Rick Wartzman

Head of the KH Moon Center for a Functioning Society

Rick Wartzman

Head of the KH Moon Center for a Functioning Society

Rick founded and leads the KH Moon Center for a Functioning Society, and previously served as Executive Director of the Drucker Institute from its founding in 2007 until early 2016.

As a regular contributor to Fast Company, his commentary was recognized by the Society for Advancing Business Editing and Writing with its Best in Business award for 2018. He has also written about management and leadership for Fortune, Time, Forbes and Businessweek.
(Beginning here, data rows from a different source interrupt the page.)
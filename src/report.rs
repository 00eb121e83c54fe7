use log::info;
use crate::conversion::format_temperature;
use crate::errors::ReportError;
use crate::manager_forecast::load_forecast;
use crate::models::forecast::DayEntry;
use crate::models::summary::{DerivedDay, SummaryStats};
use crate::summary::derive_day;

/// Renders the overview block that precedes the day details
///
/// # Arguments
///
/// * 'stats' - summary statistics over all forecast days
pub fn render_header(stats: &SummaryStats) -> String {
    format!(
        "{} Day Overview\n\
        \x20   The lowest temperature will be {}, and will occur on {}.\n\
        \x20   The highest temperature will be {}, and will occur on {}.\n\
        \x20   The average low this week is {}.\n\
        \x20   The average high this week is {}.\n",
        stats.days,
        format_temperature(stats.lowest.value), stats.lowest.date_label,
        format_temperature(stats.highest.value), stats.highest.date_label,
        format_temperature(stats.mean_min),
        format_temperature(stats.mean_max),
    )
}

/// Renders the detail block for one forecast day, including its trailing blank line
///
/// # Arguments
///
/// * 'entry' - the forecast day as decoded from the document
/// * 'derived' - date label and Celsius temperatures derived from the entry
pub fn render_day(entry: &DayEntry, derived: &DerivedDay) -> String {
    format!(
        "-------- {} --------\n\
        Minimum Temperature: {}\n\
        Maximum Temperature: {}\n\
        Daytime: {}\n\
        \x20   Chance of rain:  {}%\n\
        Nighttime: {}\n\
        \x20   Chance of rain:  {}%\n",
        derived.date_label,
        format_temperature(derived.min_celsius),
        format_temperature(derived.max_celsius),
        entry.day.long_phrase,
        entry.day.rain_probability,
        entry.night.long_phrase,
        entry.night.rain_probability,
    )
}

/// Builds the full report from a list of forecast days
///
/// # Arguments
///
/// * 'entries' - forecast days in document order
pub fn render_report(entries: &[DayEntry]) -> Result<String, ReportError> {
    let mut derived: Vec<DerivedDay> = Vec::with_capacity(entries.len());
    let mut blocks: Vec<String> = Vec::with_capacity(entries.len());

    for entry in entries {
        let day = derive_day(entry)?;
        blocks.push(render_day(entry, &day));
        derived.push(day);
    }

    let stats = SummaryStats::from_days(&derived)?;

    Ok(format!("{}\n{}\n", render_header(&stats), blocks.join("\n")))
}

/// Loads a forecast file and converts it into the human readable report
///
/// Any load, decode or date failure aborts the whole report, nothing is rendered partially.
///
/// # Arguments
///
/// * 'forecast_file' - path to the json file holding the forecast
pub fn process_weather(forecast_file: &str) -> Result<String, ReportError> {
    let forecast = load_forecast(forecast_file)?;
    let report = render_report(&forecast.daily_forecasts)?;
    info!("rendered report for {} days from {}", forecast.daily_forecasts.len(), forecast_file);

    Ok(report)
}

#[cfg(test)]
mod tests {
    use super::*;
    use crate::models::forecast::{Measurement, Phrase, Temperature};

    fn entry(date: &str, min: f64, max: f64, day: (&str, i64), night: (&str, i64)) -> DayEntry {
        DayEntry {
            date: date.to_string(),
            temperature: Temperature {
                minimum: Measurement { value: min },
                maximum: Measurement { value: max },
            },
            day: Phrase { long_phrase: day.0.to_string(), rain_probability: day.1 },
            night: Phrase { long_phrase: night.0.to_string(), rain_probability: night.1 },
        }
    }

    #[test]
    fn renders_day_block() {
        let e = entry("2017-09-01T07:00:00+10:00", 40.0, 60.0, ("Sunny and pleasant", 5), ("Clear and cool", 0));
        let day = derive_day(&e).unwrap();

        let expected = "-------- Friday 01 September 2017 --------\n\
            Minimum Temperature: 4.4°C\n\
            Maximum Temperature: 15.6°C\n\
            Daytime: Sunny and pleasant\n    Chance of rain:  5%\n\
            Nighttime: Clear and cool\n    Chance of rain:  0%\n";
        assert_eq!(render_day(&e, &day), expected);
    }

    #[test]
    fn renders_full_report() {
        let entries = [
            entry("2017-09-01T07:00:00+10:00", 40.0, 60.0, ("Sunny", 5), ("Clear", 0)),
            entry("2017-09-02T07:00:00+10:00", 50.0, 72.0, ("Showers", 80), ("Rain", 95)),
        ];

        let expected = "2 Day Overview\n\
            \x20   The lowest temperature will be 4.4°C, and will occur on Friday 01 September 2017.\n\
            \x20   The highest temperature will be 22.2°C, and will occur on Saturday 02 September 2017.\n\
            \x20   The average low this week is 7.2°C.\n\
            \x20   The average high this week is 18.9°C.\n\
            \n\
            -------- Friday 01 September 2017 --------\n\
            Minimum Temperature: 4.4°C\n\
            Maximum Temperature: 15.6°C\n\
            Daytime: Sunny\n    Chance of rain:  5%\n\
            Nighttime: Clear\n    Chance of rain:  0%\n\
            \n\
            -------- Saturday 02 September 2017 --------\n\
            Minimum Temperature: 10.0°C\n\
            Maximum Temperature: 22.2°C\n\
            Daytime: Showers\n    Chance of rain:  80%\n\
            Nighttime: Rain\n    Chance of rain:  95%\n\
            \n";
        assert_eq!(render_report(&entries).unwrap(), expected);
    }

    #[test]
    fn single_day_header_repeats_the_day() {
        let entries = [entry("2017-09-01T07:00:00+10:00", 40.0, 60.0, ("Sunny", 5), ("Clear", 0))];
        let report = render_report(&entries).unwrap();

        assert!(report.starts_with("1 Day Overview\n"));
        assert!(report.contains("The lowest temperature will be 4.4°C, and will occur on Friday 01 September 2017."));
        assert!(report.contains("The highest temperature will be 15.6°C, and will occur on Friday 01 September 2017."));
        assert!(report.contains("The average low this week is 4.4°C."));
        assert!(report.contains("The average high this week is 15.6°C."));
    }

    #[test]
    fn average_low_of_cold_days() {
        let entries = [
            entry("2017-09-01T07:00:00+10:00", 0.0, 50.0, ("Snow", 40), ("Flurries", 30)),
            entry("2017-09-02T07:00:00+10:00", 7.0, 60.0, ("Cloudy", 10), ("Clear", 0)),
        ];
        let report = render_report(&entries).unwrap();

        assert!(report.contains("The average low this week is -15.9°C."));
        assert!(report.contains("The lowest temperature will be -17.8°C, and will occur on Friday 01 September 2017."));
    }

    #[test]
    fn bad_date_aborts_report() {
        let entries = [
            entry("2017-09-01T07:00:00+10:00", 40.0, 60.0, ("Sunny", 5), ("Clear", 0)),
            entry("2017-09-02 07:00", 40.0, 60.0, ("Sunny", 5), ("Clear", 0)),
        ];
        assert!(matches!(render_report(&entries), Err(ReportError::Parse(_))));
    }

    #[test]
    fn empty_forecast_is_an_error() {
        assert!(matches!(render_report(&[]), Err(ReportError::Summary(_))));
    }

    #[test]
    fn processes_bundled_sample() {
        let path = concat!(env!("CARGO_MANIFEST_DIR"), "/data/forecast_5days_a.json");
        let report = process_weather(path).unwrap();

        assert!(report.starts_with("5 Day Overview\n"));
        assert_eq!(report.matches("Chance of rain:").count(), 10);
        assert!(report.ends_with("%\n\n"));
    }

    #[test]
    fn missing_forecast_file_propagates() {
        let result = process_weather("/nonexistent/forecast_summary/forecast.json");
        assert!(matches!(result, Err(ReportError::Load(_))));
    }
}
His latest book, The End of Loyalty: The Rise and Fall of Good Jobs in America was published by PublicAffairs in 2017. It was a finalist for the Los Angeles Times Book Prize in current interest and was named one of the best books of the year by strategy+business. A collection of his columns, What Would Drucker Do Now?, was published by McGraw-Hill in 2011. He’s also the editor of The Drucker Lectures: Essential Lessons on Management, Society, and Economy (McGraw-Hill, 2010) and Drucker: A Life in Pictures (McGraw-Hill, 2013).

Before joining the Institute, Rick worked for two decades in newspapers. He began his career at The Wall Street Journal, where he served in a variety of positions, including White House correspondent and founding editor of the paper’s weekly California section. He joined the Los Angeles Times in 2002 as business editor and, in that role, helped shape “The Wal-Mart Effect,” which won the 2004 Pulitzer Prize for National Reporting. Rick later became editor of the newspaper’s Sunday magazine, West.

Rick’s book, Obscene in the Extreme: The Burning and Banning of John Steinbeck’s The Grapes of Wrath, was published by PublicAffairs in 2008. It was one of the Los Angeles Times’s 25 favorite nonfiction books of the year, as well as a finalist for the Los Angeles Times Book Prize in history and a PEN USA Literary Award. Rick is the co-author, with Mark Arax, of the best-seller The King of California: J.G. Boswell and the Making of a Secret American Empire, which was selected as one of the 10 best books of 2003 by the San Francisco Chronicle and one of the 10 best nonfiction books of the year by the Los Angeles Times. It also won, among other honors, a California Book Award and the William Saroyan International Prize for Writing.

Rick serves on the boards of the employee benefit company California Harvesters Inc., the California Institute of Advanced Management and the progressive publication Capital & Main. For two years, Rick was an Irvine Senior Fellow at the New America Foundation, a nonpartisan public policy think tank.